In around 5% of cases of high blood pressure is caused by kidney problems, but the causes of the other 95% of cases are unknown. There are a number of factors such as race, age, obesity, stress, smoking and lack of exercise that can contribute to the likelihood of a person developing high blood pressure but usually no one cause is directly responsible.
The majority of people with high blood pressure experience no symptoms, but if left untreated high blood pressure can lead to major health problems. Consequently the monitoring of blood pressure is vitally important in order to detect cases of high blood pressure and treat them early before health problems can develop.
Prolonged high blood pressure damages the lining of artery walls, making them thick and stiff. This condition is known as arteriosclerosis. Cholesterol is more likely to cling to the damaged artery walls, narrowing the arteries and thus preventing the blood from flowing through the body properly.
The heart has to work harder to compensate for the narrowed arteries. Over time this causes the heart to thicken and stretch, eventually failing to function normally, and causing fluids to back up into the lungs.

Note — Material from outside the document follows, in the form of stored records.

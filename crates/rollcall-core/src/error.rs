//! Error taxonomy shared by every registry, matching and approval operation.

use std::path::PathBuf;

use thiserror::Error;

use crate::types::PersonStatus;

#[derive(Error, Debug)]
pub enum Error {
    #[error("invalid input: {0}")]
    InvalidInput(String),
    #[error("person not found: {0}")]
    NotFound(u64),
    #[error("person {id} is {status}, expected {expected}")]
    InvalidState {
        id: u64,
        status: PersonStatus,
        expected: PersonStatus,
    },
    #[error("no usable face in any stored photo of person {0}")]
    NoUsableFace(u64),
    #[error("encoding extraction failed: {0}")]
    Extraction(String),
    #[error("registry storage failed at {path}: {source}")]
    StorageFailure {
        path: PathBuf,
        #[source]
        source: std::io::Error,
    },
    #[error("registry file {path} is invalid: {message}")]
    CorruptStore { path: PathBuf, message: String },
}

pub type Result<T, E = Error> = std::result::Result<T, E>;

If the heart cannot work hard enough to compensate for the narrowing of the arteries then less blood can get around the body. Reduced blood flow to the heart can cause chest pain and angina, and eventually the flow may be stopped completely, causing a heart attack.
The function of the kidneys is to filter waste from the blood, but if blood flow to them is reduced then they become less efficient and waste builds up in the blood. Eventually they may fail completely, and dialysis or a kidney transplant will be required.
High blood pressure can also lead to brain damage and impaired vision. If a blood clot occurs in one of the narrowed arteries leading to the brain a thrombotic stroke may occur. Alternatively the weakened blood vessels in the brain may break due to the high pressure leading to hemorrhagic stroke.
A 25-year study of 11,000 individuals has confirmed that young men with high blood pressure are more likely to die from heart disease or other causes than those with normal blood pressure, translating to an estimated shorter life expectancy of two to four years.
The researchers called for increased population-wide prevention of increased blood pressure through healthy lifestyle habits and efforts to detect rising blood pressure in children, teenagers and young adults so that control of blood pressure can be started early.